Un pez, una trucha, un renacuajo. Si yo fuera animal de agua de pronto no estaría sufriendo tanto, seria resbaladiza, babosa y sabría nadar, desde el primer día de mi vida sabría nadar. No tendría esta vergüenza que me carcome por añorar tanto el agua y no poder pasar más de un roce sin convertirme en pura chispa de miedo y repelencia. No conocería palabras tan pesadas como el dolor, ni al montón de idiotas que hicieron que esa cosa significara algo en mis días y en mis noches desde que abro los ojos hasta que los cierro. Me podría largar por accidente en cualquier corriente, contra y dentro de ella con los ojos abiertos, podría ver agua, tenerla en todas partes, llorar en todo lado. Me costaría poco o nada irme con la única excusa de que el mar me está llamando y no pensaría ni en mi mamá ni en mi papá ni en mi tía, pensaría en que soy un pescado y no voy a estar aquí porque el agua me envenena, está sucio y no quiero parar de nadar. Si yo fuera un animal de agua conocería el mar de frente y no por fotos, ni siquiera podría decirle mar con el tono tan ajeno que me da el temor, le diría casa y viviría mi vida lejos del fuego.

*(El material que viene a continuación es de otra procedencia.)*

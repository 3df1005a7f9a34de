//! Raw answer parsing and answer-set normalization.
//!
//! The only place where localized answer text is interpreted. Downstream
//! stages see canonical booleans, enums and numbers.

use std::collections::BTreeSet;

use serde::{Deserialize, Serialize};

use crate::models::enums::{Gender, RedFlag, SymptomPattern};
use crate::models::patient::{PatientAttributes, SymptomReport};
use crate::questionnaire::types::{AnswerSet, AnswerType, AnswerValue, QuestionDefinition};
use crate::questionnaire::{QuestionCatalog, QuestionnaireError};

const YES_WORDS: &[&str] = &["yes", "y", "true", "হ্যাঁ", "হ্যা"];
const NO_WORDS: &[&str] = &["no", "n", "false", "না"];

/// Age assumed when the age group is unanswered or unrecognized.
pub const DEFAULT_AGE: i32 = 40;
pub const NO_SYMPTOMS_DESCRIPTION: &str = "No specific symptoms reported";

// ── Raw answer parsing ──────────────────────────────────────

/// Interpret `raw` as an answer to `question`. Accepts canonical values and
/// labels in any supported locale.
pub fn parse_answer(question: &QuestionDefinition, raw: &str) -> Result<AnswerValue, QuestionnaireError> {
    let trimmed = raw.trim();
    let invalid = |reason: String| QuestionnaireError::InvalidAnswer {
        question_id: question.id.clone(),
        reason,
    };

    match question.answer_type {
        AnswerType::YesNo => {
            let lower = trimmed.to_lowercase();
            if YES_WORDS.contains(&lower.as_str()) {
                Ok(AnswerValue::YesNo(true))
            } else if NO_WORDS.contains(&lower.as_str()) {
                Ok(AnswerValue::YesNo(false))
            } else {
                Err(invalid(format!("'{trimmed}' is not yes or no")))
            }
        }
        AnswerType::SingleChoice => question
            .options
            .iter()
            .find(|o| o.value == trimmed || o.label.matches(trimmed))
            .map(|o| AnswerValue::Choice(o.value.clone()))
            .ok_or_else(|| invalid(format!("'{trimmed}' matches no option"))),
        AnswerType::FreeText => Ok(AnswerValue::Text(trimmed.to_string())),
        AnswerType::NumericScale { .. } => to_ascii_digits(trimmed)
            .parse::<i64>()
            .map(AnswerValue::Scale)
            .map_err(|_| invalid(format!("'{trimmed}' is not a number"))),
    }
}

fn to_ascii_digits(s: &str) -> String {
    s.chars()
        .map(|c| match c {
            '০'..='৯' => char::from(b'0' + (c as u32 - '০' as u32) as u8),
            other => other,
        })
        .collect()
}

// ── Answer set normalization ────────────────────────────────

#[derive(Debug, Clone, PartialEq, Eq, Serialize, Deserialize)]
pub struct NormalizedConsultation {
    pub patient: PatientAttributes,
    pub symptoms: SymptomReport,
}

pub fn normalize(catalog: &QuestionCatalog, answers: &AnswerSet) -> NormalizedConsultation {
    let patient = patient_attributes(answers);
    let symptoms = SymptomReport {
        description: symptom_description(catalog, answers),
        severity: symptom_severity(answers),
        duration: symptom_duration(answers),
        pattern: symptom_pattern(answers),
    };

    tracing::debug!(
        age = patient.age,
        gender = patient.gender.as_str(),
        red_flags = patient.red_flags.len(),
        severity = symptoms.severity,
        pattern = symptoms.pattern.as_str(),
        "Answers normalized"
    );

    NormalizedConsultation { patient, symptoms }
}

pub fn patient_attributes(answers: &AnswerSet) -> PatientAttributes {
    let choice = |id: &str| answers.choice(id);
    let answered_other_than_none = |id: &str| choice(id).is_some_and(|v| v != "none");

    PatientAttributes {
        age: age_from_group(choice("age_group")),
        gender: match choice("gender") {
            Some("male") => Gender::Male,
            Some("female") => Gender::Female,
            _ => Gender::Other,
        },
        smoking: matches!(choice("smoking_status"), Some("current_light" | "current_heavy")),
        heavy_drinking: matches!(choice("alcohol_consumption"), Some("heavy" | "daily")),
        family_history_cancer: answered_other_than_none("family_history"),
        excessive_sun_exposure: choice("sun_exposure") == Some("excessive"),
        occupational_exposure: answered_other_than_none("occupational_exposure"),
        chronic_diseases: answered_other_than_none("chronic_diseases"),
        cancer_history: has_cancer_history(answers),
        hepatitis_positive: is_hepatitis_positive(answers),
        hpv_positive: choice("hpv_status") == Some("positive"),
        red_flags: red_flags(answers),
    }
}

pub fn age_from_group(group: Option<&str>) -> i32 {
    match group {
        Some("under_30") => 25,
        Some("30_40") => 35,
        Some("41_50") => 45,
        Some("51_60") => 55,
        Some("over_60") => 70,
        _ => DEFAULT_AGE,
    }
}

pub fn has_cancer_history(answers: &AnswerSet) -> bool {
    answers
        .choice("cancer_diagnosis")
        .is_some_and(|v| v.starts_with("yes"))
}

pub fn is_hepatitis_positive(answers: &AnswerSet) -> bool {
    answers
        .choice("hepatitis_status")
        .is_some_and(|v| v.starts_with("positive"))
}

pub fn red_flags(answers: &AnswerSet) -> BTreeSet<RedFlag> {
    RedFlag::all()
        .iter()
        .copied()
        .filter(|flag| answers.is_yes(flag.as_str()))
        .collect()
}

// ── Symptom report ──────────────────────────────────────────

/// Yes/no symptom questions with their descriptive phrase and severity weight.
const YES_NO_SYMPTOMS: &[(&str, &str, i32)] = &[
    ("persistent_cough", "persistent cough lasting more than 3 weeks", 6),
    ("blood_in_sputum", "blood in sputum/coughed up phlegm", 9),
    ("unexplained_weight_loss", "unexplained weight loss of more than 5kg in 6 months", 8),
    ("unusual_lumps", "unusual lumps or masses anywhere on body", 7),
    ("breast_changes", "breast changes including lumps, dimpling, or nipple discharge", 7),
    ("unusual_bleeding", "unusual vaginal bleeding or discharge", 8),
    ("persistent_fatigue", "persistent extreme fatigue and weakness", 4),
    ("skin_changes", "changes in moles or new skin spots", 5),
    ("persistent_pain", "persistent worsening pain", 6),
    ("bowel_changes", "persistent changes in bowel habits", 6),
    ("testicular_lumps", "testicular lumps, swelling, or changes", 7),
];

const SWALLOWING_WEIGHTS: &[(&str, i32)] = &[
    ("difficulty_swallowing", 8),
    ("multiple", 7),
    ("abdominal_pain", 6),
    ("indigestion", 4),
];

const PROSTATE_WEIGHTS: &[(&str, i32)] = &[
    ("blood_in_urine", 8),
    ("multiple", 7),
    ("difficulty_urinating", 6),
    ("frequent_urination", 4),
];

/// Choice answer other than "none", if any.
fn positive_choice<'a>(answers: &'a AnswerSet, id: &str) -> Option<&'a str> {
    answers.choice(id).filter(|v| *v != "none")
}

pub fn symptom_description(catalog: &QuestionCatalog, answers: &AnswerSet) -> String {
    let mut parts = Vec::new();

    if let Some(concern) = answers.text("main_concern").filter(|t| !t.trim().is_empty()) {
        parts.push(format!("Main concern: {}", concern.trim()));
    }

    let label = |id: &str, value: &str| -> String {
        catalog
            .get(id)
            .map(|q| q.option_label(value).to_string())
            .unwrap_or_else(|| value.to_string())
    };
    if let Some(v) = positive_choice(answers, "swallowing_difficulties") {
        parts.push(format!("digestive issues: {}", label("swallowing_difficulties", v)));
    }
    if let Some(v) = positive_choice(answers, "prostate_symptoms") {
        parts.push(format!("prostate-related symptoms: {}", label("prostate_symptoms", v)));
    }

    parts.extend(
        YES_NO_SYMPTOMS
            .iter()
            .filter(|(id, _, _)| answers.is_yes(id))
            .map(|(_, phrase, _)| phrase.to_string()),
    );

    if parts.is_empty() {
        NO_SYMPTOMS_DESCRIPTION.to_string()
    } else {
        parts.join(". ")
    }
}

/// Mean weight of reported symptoms, floored, capped at 10. 1 when none are reported.
/// Cancer history (+2) and hepatitis (+1) raise the total only when symptoms exist.
pub fn symptom_severity(answers: &AnswerSet) -> i32 {
    let mut total = 0;
    let mut count = 0;

    for (id, _, weight) in YES_NO_SYMPTOMS {
        if answers.is_yes(id) {
            total += weight;
            count += 1;
        }
    }
    for (id, table) in [
        ("swallowing_difficulties", SWALLOWING_WEIGHTS),
        ("prostate_symptoms", PROSTATE_WEIGHTS),
    ] {
        if let Some(v) = answers.choice(id) {
            if let Some((_, weight)) = table.iter().find(|(key, _)| *key == v) {
                total += weight;
                count += 1;
            }
        }
    }

    if count == 0 {
        return 1;
    }
    if has_cancer_history(answers) {
        total += 2;
    }
    if is_hepatitis_positive(answers) {
        total += 1;
    }
    (total / count).min(10)
}

pub fn symptom_duration(answers: &AnswerSet) -> String {
    const INDICATORS: &[(&str, &str)] = &[
        ("weeks", "weeks"),
        ("months", "months"),
        ("years", "chronic"),
        ("recent", "recent"),
        ("sudden", "acute"),
    ];

    let concern = answers.text("main_concern").unwrap_or_default().to_lowercase();
    if let Some((_, duration)) = INDICATORS.iter().find(|(kw, _)| concern.contains(kw)) {
        return duration.to_string();
    }

    let any_yes = |ids: &[&str]| ids.iter().any(|id| answers.is_yes(id));
    if any_yes(&["blood_in_sputum", "unusual_bleeding", "testicular_lumps"]) {
        "acute".into()
    } else if any_yes(&["persistent_cough", "persistent_fatigue", "bowel_changes"]) {
        "chronic".into()
    } else {
        "unknown".into()
    }
}

pub fn symptom_pattern(answers: &AnswerSet) -> SymptomPattern {
    let yes = |id: &str| answers.is_yes(id);
    let categories = [
        (SymptomPattern::Respiratory, yes("persistent_cough") || yes("blood_in_sputum")),
        (
            SymptomPattern::Gastrointestinal,
            yes("bowel_changes") || positive_choice(answers, "swallowing_difficulties").is_some(),
        ),
        (
            SymptomPattern::Genitourinary,
            positive_choice(answers, "prostate_symptoms").is_some() || yes("unusual_bleeding"),
        ),
        (
            SymptomPattern::Systemic,
            yes("unexplained_weight_loss") || yes("persistent_fatigue"),
        ),
        (
            SymptomPattern::Localized,
            ["unusual_lumps", "breast_changes", "skin_changes", "testicular_lumps"]
                .iter()
                .any(|id| answers.is_yes(id)),
        ),
    ];

    let active: Vec<SymptomPattern> = categories
        .iter()
        .filter(|(_, on)| *on)
        .map(|(p, _)| *p)
        .collect();

    match active.as_slice() {
        [] => SymptomPattern::Minimal,
        [single] => *single,
        [_, _] => SymptomPattern::BiSystem,
        _ => SymptomPattern::MultiSystem,
    }
}
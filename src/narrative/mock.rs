use std::sync::Mutex;

use super::{CompletionRequest, ServiceError, TextGenerator};

/// Returns a fixed reply and remembers the last request it saw.
pub struct MockTextGenerator {
    response: String,
    last_request: Mutex<Option<CompletionRequest>>,
}

impl MockTextGenerator {
    pub fn new(response: &str) -> Self {
        Self {
            response: response.to_string(),
            last_request: Mutex::new(None),
        }
    }

    pub fn last_request(&self) -> Option<CompletionRequest> {
        self.last_request.lock().ok().and_then(|guard| guard.clone())
    }
}

impl TextGenerator for MockTextGenerator {
    fn complete(&self, request: &CompletionRequest) -> Result<String, ServiceError> {
        if let Ok(mut guard) = self.last_request.lock() {
            *guard = Some(request.clone());
        }
        Ok(self.response.clone())
    }
}

/// Always fails with the configured error.
pub struct FailingTextGenerator {
    error: ServiceError,
}

impl FailingTextGenerator {
    pub fn new(error: ServiceError) -> Self {
        Self { error }
    }
}

impl Default for FailingTextGenerator {
    fn default() -> Self {
        Self::new(ServiceError::Unavailable)
    }
}

impl TextGenerator for FailingTextGenerator {
    fn complete(&self, _request: &CompletionRequest) -> Result<String, ServiceError> {
        Err(self.error.clone())
    }
}
//! Immutable cancer knowledge base.
//!
//! Built once (either [`KnowledgeBase::standard`] or [`KnowledgeBase::load`]
//! from a directory of JSON tables) and shared behind an `Arc` by every
//! reasoning engine. Nothing mutates it after construction.

pub mod guidelines;
pub mod risk_factors;
pub mod symptoms;

use std::collections::BTreeSet;
use std::path::Path;

use regex::Regex;
use serde::de::DeserializeOwned;
use thiserror::Error;

use crate::models::enums::CancerType;

pub use guidelines::{DiagnosticTestTable, ScreeningGuideline, SpecialistTable};
pub use risk_factors::{RiskCondition, RiskFactor};
pub use symptoms::SymptomDefinition;

#[derive(Error, Debug)]
pub enum KnowledgeError {
    #[error("Failed to load knowledge table {0}: {1}")]
    Load(String, String),

    #[error("Failed to parse knowledge table {0}: {1}")]
    Parse(String, String),

    #[error("Invalid knowledge base: {0}")]
    Invalid(String),
}

pub const SYMPTOMS_FILE: &str = "symptoms.json";
pub const RISK_FACTORS_FILE: &str = "risk_factors.json";
pub const GUIDELINES_FILE: &str = "screening_guidelines.json";
pub const DIAGNOSTIC_TESTS_FILE: &str = "diagnostic_tests.json";
pub const SPECIALISTS_FILE: &str = "specialists.json";

#[derive(Debug, Clone, PartialEq)]
pub struct KnowledgeBase {
    pub symptoms: Vec<SymptomDefinition>,
    pub risk_factors: Vec<RiskFactor>,
    pub guidelines: Vec<ScreeningGuideline>,
    pub diagnostic_tests: DiagnosticTestTable,
    pub specialists: SpecialistTable,
}

impl KnowledgeBase {
    /// The built-in tables.
    pub fn standard() -> Self {
        Self {
            symptoms: symptoms::standard_symptoms(),
            risk_factors: risk_factors::standard_risk_factors(),
            guidelines: guidelines::standard_guidelines(),
            diagnostic_tests: guidelines::standard_diagnostic_tests(),
            specialists: guidelines::standard_specialists(),
        }
    }

    /// Load every table from `dir` and validate the result.
    pub fn load(dir: &Path) -> Result<Self, KnowledgeError> {
        let kb = Self {
            symptoms: read_table(dir, SYMPTOMS_FILE)?,
            risk_factors: read_table(dir, RISK_FACTORS_FILE)?,
            guidelines: read_table(dir, GUIDELINES_FILE)?,
            diagnostic_tests: read_table(dir, DIAGNOSTIC_TESTS_FILE)?,
            specialists: read_table(dir, SPECIALISTS_FILE)?,
        };
        kb.validate()?;

        tracing::debug!(
            dir = %dir.display(),
            symptoms = kb.symptoms.len(),
            risk_factors = kb.risk_factors.len(),
            guidelines = kb.guidelines.len(),
            "Knowledge base loaded"
        );
        Ok(kb)
    }

    /// Write the tables as pretty JSON, one file each. Inverse of [`load`](Self::load).
    pub fn export(&self, dir: &Path) -> Result<(), KnowledgeError> {
        write_table(dir, SYMPTOMS_FILE, &self.symptoms)?;
        write_table(dir, RISK_FACTORS_FILE, &self.risk_factors)?;
        write_table(dir, GUIDELINES_FILE, &self.guidelines)?;
        write_table(dir, DIAGNOSTIC_TESTS_FILE, &self.diagnostic_tests)?;
        write_table(dir, SPECIALISTS_FILE, &self.specialists)?;
        Ok(())
    }

    pub fn validate(&self) -> Result<(), KnowledgeError> {
        let mut keys = BTreeSet::new();
        for s in &self.symptoms {
            if !keys.insert(s.key.as_str()) {
                return Err(KnowledgeError::Invalid(format!("duplicate symptom key {}", s.key)));
            }
            if !(1..=10).contains(&s.urgency_weight) {
                return Err(KnowledgeError::Invalid(format!(
                    "symptom {} urgency weight {} outside 1-10",
                    s.key, s.urgency_weight
                )));
            }
            if s.keywords.is_empty() {
                return Err(KnowledgeError::Invalid(format!("symptom {} has no keywords", s.key)));
            }
            if let Some(Err(e)) = s.patterns.iter().map(|p| Regex::new(p)).find(Result::is_err) {
                return Err(KnowledgeError::Invalid(format!("symptom {} pattern: {e}", s.key)));
            }
        }

        let mut keys = BTreeSet::new();
        for f in &self.risk_factors {
            if !keys.insert(f.key.as_str()) {
                return Err(KnowledgeError::Invalid(format!("duplicate risk factor key {}", f.key)));
            }
            if !(0.0..=1.0).contains(&f.weight) {
                return Err(KnowledgeError::Invalid(format!(
                    "risk factor {} weight {} outside 0-1",
                    f.key, f.weight
                )));
            }
        }

        let mut cancers = BTreeSet::new();
        for g in &self.guidelines {
            if g.cancer_type == CancerType::Unknown || !cancers.insert(g.cancer_type) {
                return Err(KnowledgeError::Invalid(format!(
                    "bad or duplicate screening guideline for {}",
                    g.cancer_type
                )));
            }
        }

        Ok(())
    }

    pub fn guideline_for(&self, cancer: CancerType) -> Option<&ScreeningGuideline> {
        self.guidelines.iter().find(|g| g.cancer_type == cancer)
    }

    pub fn risk_factor(&self, key: &str) -> Option<&RiskFactor> {
        self.risk_factors.iter().find(|f| f.key == key)
    }

    pub fn tests_for(&self, cancer: CancerType) -> &[String] {
        self.diagnostic_tests.tests_for(cancer)
    }

    pub fn specialist_for(&self, cancer: CancerType) -> &str {
        self.specialists.specialist_for(cancer)
    }
}

impl Default for KnowledgeBase {
    fn default() -> Self {
        Self::standard()
    }
}

fn read_table<T: DeserializeOwned>(dir: &Path, file: &str) -> Result<T, KnowledgeError> {
    let path = dir.join(file);
    let json = std::fs::read_to_string(&path)
        .map_err(|e| KnowledgeError::Load(path.display().to_string(), e.to_string()))?;
    serde_json::from_str(&json).map_err(|e| KnowledgeError::Parse(file.into(), e.to_string()))
}

fn write_table<T: serde::Serialize>(dir: &Path, file: &str, value: &T) -> Result<(), KnowledgeError> {
    let path = dir.join(file);
    let json = serde_json::to_string_pretty(value)
        .map_err(|e| KnowledgeError::Parse(file.into(), e.to_string()))?;
    std::fs::write(&path, json)
        .map_err(|e| KnowledgeError::Load(path.display().to_string(), e.to_string()))
}
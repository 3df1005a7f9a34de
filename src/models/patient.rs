use std::collections::BTreeSet;

use serde::{Deserialize, Serialize};

use super::enums::{Gender, RedFlag, SymptomPattern};

/// Normalized demographics and risk flags consumed by risk assessment.
///
/// `age` keeps whatever the caller supplied. Negative values are tolerated
/// and read through [`PatientAttributes::effective_age`], which floors at 0.
#[derive(Debug, Clone, Default, PartialEq, Eq, Serialize, Deserialize)]
#[serde(default)]
pub struct PatientAttributes {
    pub age: i32,
    pub gender: Gender,
    pub smoking: bool,
    pub heavy_drinking: bool,
    pub family_history_cancer: bool,
    pub excessive_sun_exposure: bool,
    pub occupational_exposure: bool,
    pub chronic_diseases: bool,
    pub cancer_history: bool,
    pub hepatitis_positive: bool,
    pub hpv_positive: bool,
    pub red_flags: BTreeSet<RedFlag>,
}

impl PatientAttributes {
    pub fn effective_age(&self) -> u32 {
        self.age.max(0) as u32
    }

    pub fn has_red_flag(&self) -> bool {
        !self.red_flags.is_empty()
    }
}

/// Free-text symptom description plus the hints attached to every matched symptom.
#[derive(Debug, Clone, PartialEq, Eq, Serialize, Deserialize)]
pub struct SymptomReport {
    pub description: String,
    pub severity: i32,
    pub duration: String,
    pub pattern: SymptomPattern,
}

impl SymptomReport {
    pub fn new(description: impl Into<String>, severity: i32, duration: impl Into<String>) -> Self {
        Self {
            description: description.into(),
            severity,
            duration: duration.into(),
            pattern: SymptomPattern::Minimal,
        }
    }

    /// Severity clamped into 1..=10.
    pub fn clamped_severity(&self) -> u8 {
        self.severity.clamp(1, 10) as u8
    }
}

Tendría escamas y no pelo, andaría sin ropa y deambulante. Ni siquiera caminaría por la calle, no tendría que impulsarme de las memorias más nostálgicas, gastadas y oscuras de mi niñez para levantarme de la cama y subirme a las malas a un Transmilenio, ir a clase y mirar cómo todos los ojos morbosos de mis compañeros me recorren el cuerpo, pero sobre todo la falda buscando quién sabe qué. Si yo fuera un pez no sería pobre ni necesitaría de plata para vivir porque cosas como esas no son posibles cuando un billete de papel no vive mucho tiempo dentro del agua. Ni estando muerta ocuparía este montón de espacio en el mundo, ni esta pereza de estar viva, cabría en un bolsillo, en un tarro o en un hueco del tamaño de una pisada, en todos lados. Si yo fuera un pez no me estaría ahogando en este lugar donde todo emerge y flota mientras yo caigo y caigo, tendría la vida en los ojos o en alguna parte y no sería esta roca eterna tan difícil de tragar, esta roca sujetada por alguien que nadie conoce y que me tiene suspendida a su antojo.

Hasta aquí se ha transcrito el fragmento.